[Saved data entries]
***

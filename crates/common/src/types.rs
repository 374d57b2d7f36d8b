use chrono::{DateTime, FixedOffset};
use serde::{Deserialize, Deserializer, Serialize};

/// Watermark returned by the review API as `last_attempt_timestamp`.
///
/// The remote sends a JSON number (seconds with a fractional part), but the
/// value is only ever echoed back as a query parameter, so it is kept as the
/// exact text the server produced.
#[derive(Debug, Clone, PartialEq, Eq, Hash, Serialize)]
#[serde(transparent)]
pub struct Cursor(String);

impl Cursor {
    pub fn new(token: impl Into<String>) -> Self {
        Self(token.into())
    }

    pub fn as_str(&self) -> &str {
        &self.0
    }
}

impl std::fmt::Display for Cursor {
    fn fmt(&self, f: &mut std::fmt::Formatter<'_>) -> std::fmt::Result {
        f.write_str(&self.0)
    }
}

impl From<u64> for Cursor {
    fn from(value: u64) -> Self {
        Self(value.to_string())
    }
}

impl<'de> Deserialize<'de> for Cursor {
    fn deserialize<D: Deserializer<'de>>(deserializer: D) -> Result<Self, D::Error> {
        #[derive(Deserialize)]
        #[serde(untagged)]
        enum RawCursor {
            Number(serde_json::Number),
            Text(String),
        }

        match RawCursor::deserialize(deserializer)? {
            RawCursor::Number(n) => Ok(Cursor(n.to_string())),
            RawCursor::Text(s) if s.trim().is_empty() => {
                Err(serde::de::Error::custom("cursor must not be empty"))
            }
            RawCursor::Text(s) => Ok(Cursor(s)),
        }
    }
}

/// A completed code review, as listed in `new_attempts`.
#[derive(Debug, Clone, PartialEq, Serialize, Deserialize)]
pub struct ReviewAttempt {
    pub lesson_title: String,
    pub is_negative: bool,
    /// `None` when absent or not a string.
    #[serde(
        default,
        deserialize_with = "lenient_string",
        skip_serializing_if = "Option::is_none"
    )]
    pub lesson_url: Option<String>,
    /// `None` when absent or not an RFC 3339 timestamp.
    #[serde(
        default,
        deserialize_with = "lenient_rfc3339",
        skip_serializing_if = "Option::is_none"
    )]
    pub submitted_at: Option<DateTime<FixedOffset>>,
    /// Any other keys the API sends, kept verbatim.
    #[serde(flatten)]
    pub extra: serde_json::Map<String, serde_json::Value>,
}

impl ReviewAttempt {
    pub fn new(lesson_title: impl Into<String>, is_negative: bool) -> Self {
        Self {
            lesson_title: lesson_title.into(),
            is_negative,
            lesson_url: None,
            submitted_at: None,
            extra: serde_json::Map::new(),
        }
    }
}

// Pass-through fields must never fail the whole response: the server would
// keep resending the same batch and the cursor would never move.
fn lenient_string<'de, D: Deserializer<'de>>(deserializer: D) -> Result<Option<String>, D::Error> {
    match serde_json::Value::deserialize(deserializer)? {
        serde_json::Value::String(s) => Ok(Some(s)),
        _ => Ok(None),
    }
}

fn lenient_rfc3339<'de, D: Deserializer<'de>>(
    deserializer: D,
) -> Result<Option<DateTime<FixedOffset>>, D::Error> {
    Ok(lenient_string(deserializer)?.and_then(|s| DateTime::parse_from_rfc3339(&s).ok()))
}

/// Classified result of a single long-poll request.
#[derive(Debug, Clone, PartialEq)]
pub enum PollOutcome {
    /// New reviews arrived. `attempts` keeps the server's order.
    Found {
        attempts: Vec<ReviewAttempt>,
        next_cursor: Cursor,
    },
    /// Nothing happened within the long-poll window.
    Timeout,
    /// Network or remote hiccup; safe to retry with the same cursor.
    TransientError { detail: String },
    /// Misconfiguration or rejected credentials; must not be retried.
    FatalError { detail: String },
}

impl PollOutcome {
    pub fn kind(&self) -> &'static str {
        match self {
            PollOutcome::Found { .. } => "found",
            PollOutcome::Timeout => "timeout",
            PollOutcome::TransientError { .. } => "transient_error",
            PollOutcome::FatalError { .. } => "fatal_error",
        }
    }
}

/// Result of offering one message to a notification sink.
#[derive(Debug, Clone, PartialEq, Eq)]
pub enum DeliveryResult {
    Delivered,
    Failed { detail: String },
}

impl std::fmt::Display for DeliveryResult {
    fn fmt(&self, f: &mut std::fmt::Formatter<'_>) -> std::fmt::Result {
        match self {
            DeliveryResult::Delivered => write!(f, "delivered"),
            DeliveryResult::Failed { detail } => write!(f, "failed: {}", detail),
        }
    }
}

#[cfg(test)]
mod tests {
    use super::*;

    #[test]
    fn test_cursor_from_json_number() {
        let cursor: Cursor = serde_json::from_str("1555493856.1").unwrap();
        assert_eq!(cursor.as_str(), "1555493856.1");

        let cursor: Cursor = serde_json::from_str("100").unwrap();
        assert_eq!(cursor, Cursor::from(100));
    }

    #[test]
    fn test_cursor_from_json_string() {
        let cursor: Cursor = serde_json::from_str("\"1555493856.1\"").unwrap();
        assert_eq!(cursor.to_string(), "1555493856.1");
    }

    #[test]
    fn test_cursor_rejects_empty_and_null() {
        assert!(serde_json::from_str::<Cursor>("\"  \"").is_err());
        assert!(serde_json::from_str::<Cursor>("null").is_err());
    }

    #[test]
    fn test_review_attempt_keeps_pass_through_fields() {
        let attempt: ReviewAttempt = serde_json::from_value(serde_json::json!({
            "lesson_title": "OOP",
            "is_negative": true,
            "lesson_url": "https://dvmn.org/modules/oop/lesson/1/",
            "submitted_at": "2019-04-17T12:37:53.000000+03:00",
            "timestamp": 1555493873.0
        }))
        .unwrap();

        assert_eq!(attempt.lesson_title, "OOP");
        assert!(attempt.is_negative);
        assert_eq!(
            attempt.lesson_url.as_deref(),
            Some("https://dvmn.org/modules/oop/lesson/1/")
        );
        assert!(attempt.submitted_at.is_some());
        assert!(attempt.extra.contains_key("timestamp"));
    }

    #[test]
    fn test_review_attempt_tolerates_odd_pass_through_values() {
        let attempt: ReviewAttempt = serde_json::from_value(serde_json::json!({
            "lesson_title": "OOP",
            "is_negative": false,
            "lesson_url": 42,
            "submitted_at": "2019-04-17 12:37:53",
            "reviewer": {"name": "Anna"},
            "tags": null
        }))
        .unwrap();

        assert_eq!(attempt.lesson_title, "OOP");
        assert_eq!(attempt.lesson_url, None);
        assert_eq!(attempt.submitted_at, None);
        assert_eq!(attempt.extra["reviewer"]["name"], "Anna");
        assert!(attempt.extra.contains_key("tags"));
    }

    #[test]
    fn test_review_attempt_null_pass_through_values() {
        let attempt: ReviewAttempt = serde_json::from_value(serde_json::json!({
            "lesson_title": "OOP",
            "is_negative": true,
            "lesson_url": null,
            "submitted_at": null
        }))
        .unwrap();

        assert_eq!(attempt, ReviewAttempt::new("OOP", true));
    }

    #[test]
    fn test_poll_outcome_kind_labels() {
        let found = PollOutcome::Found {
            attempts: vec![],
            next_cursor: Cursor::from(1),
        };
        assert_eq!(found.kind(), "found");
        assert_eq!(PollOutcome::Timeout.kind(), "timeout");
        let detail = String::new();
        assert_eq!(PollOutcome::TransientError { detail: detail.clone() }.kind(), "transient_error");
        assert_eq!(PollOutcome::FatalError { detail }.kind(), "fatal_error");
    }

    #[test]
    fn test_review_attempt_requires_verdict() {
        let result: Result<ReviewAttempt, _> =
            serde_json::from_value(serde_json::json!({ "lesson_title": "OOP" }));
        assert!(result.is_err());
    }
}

***

_Work item_:
Scan the records for the word "impl", and copy each line where it is found.

_Response_:
impl Cursor {
    pub fn new(token: impl Into<String>) -> Self {
impl std::fmt::Display for Cursor {
impl From<u64> for Cursor {
impl<'de> Deserialize<'de> for Cursor {
impl ReviewAttempt {
    pub fn new(lesson_title: impl Into<String>, is_negative: bool) -> Self {
impl PollOutcome {
impl std::fmt::Display for DeliveryResult {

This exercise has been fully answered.